On a superficial level, it features some of the tropes of western vampire movies. Most obviously, the film’s primary location — a large Gothic house — is not something typical of Japanese cinema. The imposing sets and locations are reminiscent of a Hammer production, and its use of conventional horror cues like thunder and lighting suggests a classic approach.

Vampire Doll

But its vampire, if you could even call Yuko a vampire, is far more in tune with traditional Japanese folklore and ghost stories. The white-faced, giggling Yuko — who goes slightly cross-eyed before stabbing (yes, stabbing) her victims — is genuinely unnerving and unlike anything you’d come across in 1970s British or American horror. The way she quietly appears in the darkness, often in the background of scenes, is chillingly effective and still a method used in modern Japanese horror.

Vampire Doll

The bleak back story given to Yuko and her family is depressing enough to be taken straight out of a Mizoguchi film. Yuko is a tragic figure, and I mean really tragic. Without ruining any details of the plot, she’s an innocent shell being used as the vessel for another character’s hate and need for nihilistic vengeance.

Vampire Doll

Though Vampire Doll for the most part is brooding and understated, it has a few moments of unexpected violence. In its final moments, it delivers an explosion of gore, as if director Michio Yamamoto wanted to give the horror genre its own version of Kurosawa’s incredible ending of Sanjuro. Look, I highly encourage you not to watch the clip below and ruin a vital scene from the film, but I can’t not include it.

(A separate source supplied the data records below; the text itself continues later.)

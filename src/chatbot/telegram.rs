//! Telegram client using teloxide.

use std::path::Path;
use std::time::Duration;

use async_trait::async_trait;
use teloxide::prelude::*;
use teloxide::types::InputFile;
use tracing::info;

/// Outbound side of the chat platform.
#[async_trait]
pub trait Messenger: Send + Sync {
    async fn send_text(&self, chat_id: i64, text: &str) -> Result<(), DeliveryError>;
    async fn send_audio(&self, chat_id: i64, path: &Path) -> Result<(), DeliveryError>;
}

#[derive(Debug, Clone, PartialEq, Eq)]
pub enum DeliveryError {
    /// The platform refused or failed the request.
    Rejected(String),
    Timeout(Duration),
}

impl std::fmt::Display for DeliveryError {
    fn fmt(&self, f: &mut std::fmt::Formatter<'_>) -> std::fmt::Result {
        match self {
            DeliveryError::Rejected(e) => write!(f, "send rejected: {e}"),
            DeliveryError::Timeout(d) => write!(f, "send timed out after {}s", d.as_secs_f32()),
        }
    }
}

impl std::error::Error for DeliveryError {}

/// Telegram API client.
pub struct TelegramClient {
    bot: Bot,
}

impl TelegramClient {
    pub fn new(bot: Bot) -> Self {
        Self { bot }
    }
}

#[async_trait]
impl Messenger for TelegramClient {
    async fn send_text(&self, chat_id: i64, text: &str) -> Result<(), DeliveryError> {
        self.bot
            .send_message(ChatId(chat_id), text)
            .await
            .map(|_| ())
            .map_err(|e| DeliveryError::Rejected(format!("Failed to send: {e}")))
    }

    /// Send an audio file (MP3) from local storage.
    async fn send_audio(&self, chat_id: i64, path: &Path) -> Result<(), DeliveryError> {
        info!("🔊 Sending audio to chat {} ({})", chat_id, path.display());

        self.bot
            .send_audio(ChatId(chat_id), InputFile::file(path))
            .title("Kritika")
            .await
            .map(|_| ())
            .map_err(|e| DeliveryError::Rejected(format!("Failed to send audio: {e}")))
    }
}
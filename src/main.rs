use std::net::SocketAddr;
use std::sync::Arc;

use teloxide::error_handlers::LoggingErrorHandler;
use teloxide::prelude::*;
use teloxide::update_listeners::webhooks;
use tracing::{debug, error, info, warn};
use tracing_subscriber::prelude::*;

use kritika::chatbot::{
    ConversationHandler, GeminiClient, GoogleTts, IncomingDoubt, Intake, ReplyGenerator, TelegramClient,
    VoiceSynthesizer, parse_intake,
};
use kritika::config::Config;
use kritika::liveness;

#[tokio::main]
async fn main() {
    let config_path = std::env::args()
        .nth(1)
        .unwrap_or_else(|| "kritika.json".to_string());
    let config = match Config::load(&config_path) {
        Ok(config) => config,
        Err(e) => {
            eprintln!("{e}");
            std::process::exit(1);
        }
    };

    // Setup logging
    let log_dir = config.log_dir();
    std::fs::create_dir_all(&log_dir).ok();
    let log_file = std::fs::OpenOptions::new()
        .create(true)
        .append(true)
        .open(log_dir.join("kritika.log"))
        .expect("Failed to open log file");
    let (non_blocking, _guard) = tracing_appender::non_blocking(log_file);

    tracing_subscriber::registry()
        .with(
            tracing_subscriber::fmt::layer()
                .with_writer(std::io::stdout)
                .with_filter(
                    tracing_subscriber::EnvFilter::from_default_env()
                        .add_directive(tracing::Level::INFO.into()),
                ),
        )
        .with(
            tracing_subscriber::fmt::layer()
                .with_writer(non_blocking)
                .with_ansi(false)
                .with_filter(
                    tracing_subscriber::EnvFilter::from_default_env()
                        .add_directive(tracing::Level::INFO.into()),
                ),
        )
        .init();

    info!("🚀 Starting Kritika...");
    info!("Loaded config from {config_path}");
    info!("Admin chat: {}, intake: {:?}", config.admin_chat_id, config.intake_mode);

    let bot = Bot::new(&config.telegram_bot_token);
    match bot.get_me().await {
        Ok(me) => info!("Bot user ID: {}, username: @{}", me.id, me.username()),
        Err(e) => warn!("Failed to get bot info: {e}"),
    }

    let handler = Arc::new(build_handler(&config, &bot));

    let schema = Update::filter_message().endpoint(handle_message);
    let mut dispatcher = Dispatcher::builder(bot.clone(), schema)
        .dependencies(dptree::deps![handler])
        .enable_ctrlc_handler()
        .build();

    match config.webhook_url.clone() {
        Some(url) => {
            info!("Delivery: webhook at {url}");
            let options = webhooks::Options::new(config.listen_addr, url);
            let (listener, stop_flag, router) = match webhooks::axum_to_router(bot, options).await {
                Ok(parts) => parts,
                Err(e) => {
                    error!("Failed to register webhook: {e}");
                    std::process::exit(1);
                }
            };
            let app = router.merge(liveness::router());
            serve(config.listen_addr, app, stop_flag).await;

            dispatcher
                .dispatch_with_listener(listener, LoggingErrorHandler::with_custom_text("Webhook listener error"))
                .await;
        }
        None => {
            info!("Delivery: long polling");
            serve(config.listen_addr, liveness::router(), std::future::pending()).await;
            dispatcher.dispatch().await;
        }
    }
}

fn build_handler(config: &Config, bot: &Bot) -> ConversationHandler {
    let model = Arc::new(GeminiClient::new(config.gemini_api_key.clone(), config.gemini_model.clone()));
    let speech = Arc::new(GoogleTts::new(config.tts_endpoint.clone()));

    ConversationHandler::new(
        config.handler_config(),
        Arc::new(TelegramClient::new(bot.clone())),
        ReplyGenerator::new(model, config.generation_timeout),
        VoiceSynthesizer::new(speech, config.voice_dir(), config.synthesis_timeout),
    )
}

/// Serve `app` on `addr` in the background until `shutdown` resolves.
async fn serve<F>(addr: SocketAddr, app: axum::Router, shutdown: F)
where
    F: std::future::Future<Output = ()> + Send + 'static,
{
    let listener = match tokio::net::TcpListener::bind(addr).await {
        Ok(listener) => listener,
        Err(e) => {
            error!("Failed to bind {addr}: {e}");
            std::process::exit(1);
        }
    };
    info!("Listening on {addr}");

    tokio::spawn(async move {
        if let Err(e) = axum::serve(listener, app).with_graceful_shutdown(shutdown).await {
            error!("HTTP server error: {e}");
        }
    });
}

async fn handle_message(msg: Message, handler: Arc<ConversationHandler>) -> ResponseResult<()> {
    let text = match msg.text() {
        Some(t) => t,
        None => return Ok(()),
    };

    match parse_intake(text, handler.config().intake_mode) {
        Intake::Doubt(doubt) => {
            let handled = handler.handle(IncomingDoubt::from_telegram(&msg, doubt)).await;
            debug!("Chat {}: {:?}", msg.chat.id, handled);
        }
        Intake::Start => handler.handle_start(msg.chat.id.0).await,
        Intake::Skip => {}
    }

    Ok(())
}
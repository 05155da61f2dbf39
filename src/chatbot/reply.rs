//! Reply generation with a fail-soft fallback.

use std::sync::Arc;
use std::time::Duration;

use async_trait::async_trait;
use tracing::{info, warn};

/// What the student sees when the model cannot answer.
pub const FALLBACK_REPLY: &str = "Kritika thoda busy hai abhi. Thodi der baad try kariye.";

/// A text-generation backend. Shared by every conversation task.
#[async_trait]
pub trait LanguageModel: Send + Sync {
    async fn generate(&self, prompt: &str) -> Result<String, GenerationError>;
}

#[derive(Debug, Clone, PartialEq, Eq)]
pub enum GenerationError {
    Http(String),
    Api(String),
    Parse(String),
    Empty,
    Timeout(Duration),
}

impl std::fmt::Display for GenerationError {
    fn fmt(&self, f: &mut std::fmt::Formatter<'_>) -> std::fmt::Result {
        match self {
            GenerationError::Http(e) => write!(f, "HTTP error: {e}"),
            GenerationError::Api(e) => write!(f, "API error: {e}"),
            GenerationError::Parse(e) => write!(f, "Parse error: {e}"),
            GenerationError::Empty => write!(f, "Empty response"),
            GenerationError::Timeout(d) => write!(f, "Timed out after {}s", d.as_secs_f32()),
        }
    }
}

impl std::error::Error for GenerationError {}

/// Outcome of one generation attempt.
#[derive(Debug, Clone, PartialEq, Eq)]
pub enum Generation {
    Generated(String),
    /// The model failed; `cause` is for logs only.
    Fallback { cause: GenerationError },
}

impl Generation {
    /// Text to deliver to the student.
    pub fn text(&self) -> &str {
        match self {
            Generation::Generated(text) => text,
            Generation::Fallback { .. } => FALLBACK_REPLY,
        }
    }

    pub fn is_generated(&self) -> bool {
        matches!(self, Generation::Generated(_))
    }
}

pub struct ReplyGenerator {
    model: Arc<dyn LanguageModel>,
    timeout: Duration,
}

impl ReplyGenerator {
    pub fn new(model: Arc<dyn LanguageModel>, timeout: Duration) -> Self {
        Self { model, timeout }
    }

    /// Ask the model for a reply. Never fails: errors collapse into [`Generation::Fallback`].
    pub async fn generate(&self, prompt: &str) -> Generation {
        let result = match tokio::time::timeout(self.timeout, self.model.generate(prompt)).await {
            Ok(result) => result,
            Err(_) => Err(GenerationError::Timeout(self.timeout)),
        };

        match result {
            Ok(text) => {
                let text = text.trim();
                if text.is_empty() {
                    warn!("Generation failed: {}", GenerationError::Empty);
                    return Generation::Fallback { cause: GenerationError::Empty };
                }
                info!("Generated reply ({} chars)", text.chars().count());
                Generation::Generated(text.to_string())
            }
            Err(cause) => {
                warn!("Generation failed: {cause}");
                Generation::Fallback { cause }
            }
        }
    }
}

#[cfg(test)]
mod tests {
    use super::*;

    struct Fixed(Result<String, GenerationError>);

    #[async_trait]
    impl LanguageModel for Fixed {
        async fn generate(&self, _prompt: &str) -> Result<String, GenerationError> {
            self.0.clone()
        }
    }

    struct Stalled;

    #[async_trait]
    impl LanguageModel for Stalled {
        async fn generate(&self, _prompt: &str) -> Result<String, GenerationError> {
            tokio::time::sleep(Duration::from_secs(3600)).await;
            Ok("too late".to_string())
        }
    }

    fn generator(model: impl LanguageModel + 'static) -> ReplyGenerator {
        ReplyGenerator::new(Arc::new(model), Duration::from_millis(50))
    }

    #[tokio::test]
    async fn test_trims_generated_text() {
        let generation = generator(Fixed(Ok("  Namaste!\n".to_string()))).generate("p").await;
        assert_eq!(generation, Generation::Generated("Namaste!".to_string()));
        assert_eq!(generation.text(), "Namaste!");
    }

    #[tokio::test]
    async fn test_every_error_becomes_fallback() {
        let errors = [
            GenerationError::Http("connection refused".to_string()),
            GenerationError::Api("429 quota".to_string()),
            GenerationError::Parse("missing field".to_string()),
            GenerationError::Empty,
        ];
        for error in errors {
            let generation = generator(Fixed(Err(error.clone()))).generate("p").await;
            assert_eq!(generation.text(), FALLBACK_REPLY);
            assert_eq!(generation, Generation::Fallback { cause: error });
        }
    }

    #[tokio::test]
    async fn test_blank_response_is_fallback() {
        let generation = generator(Fixed(Ok(" \n\t".to_string()))).generate("p").await;
        assert_eq!(generation, Generation::Fallback { cause: GenerationError::Empty });
        assert!(!generation.is_generated());
    }

    #[tokio::test]
    async fn test_timeout_is_fallback() {
        let generation = generator(Stalled).generate("p").await;
        assert!(matches!(generation, Generation::Fallback { cause: GenerationError::Timeout(_) }));
        assert_eq!(generation.text(), FALLBACK_REPLY);
    }
}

Vampire Doll is brilliant stuff, and it’s made all the more fascinating with the handful of cues it appropriates from western horror. But don’t expect a traditional, bloodsucking tale. This is a kind of gloomy and spooky cinema unique to Japan. I can’t wait to check out Yamamoto’s Lake of Dracula (1971) and Evil of Dracula (1972), which make up the rest of the unconnected trilogy.



Availability:

Vampire Doll has a subtitled UK release under its title Legacy of Dracula. The same company has also released the other entries in the trilogy.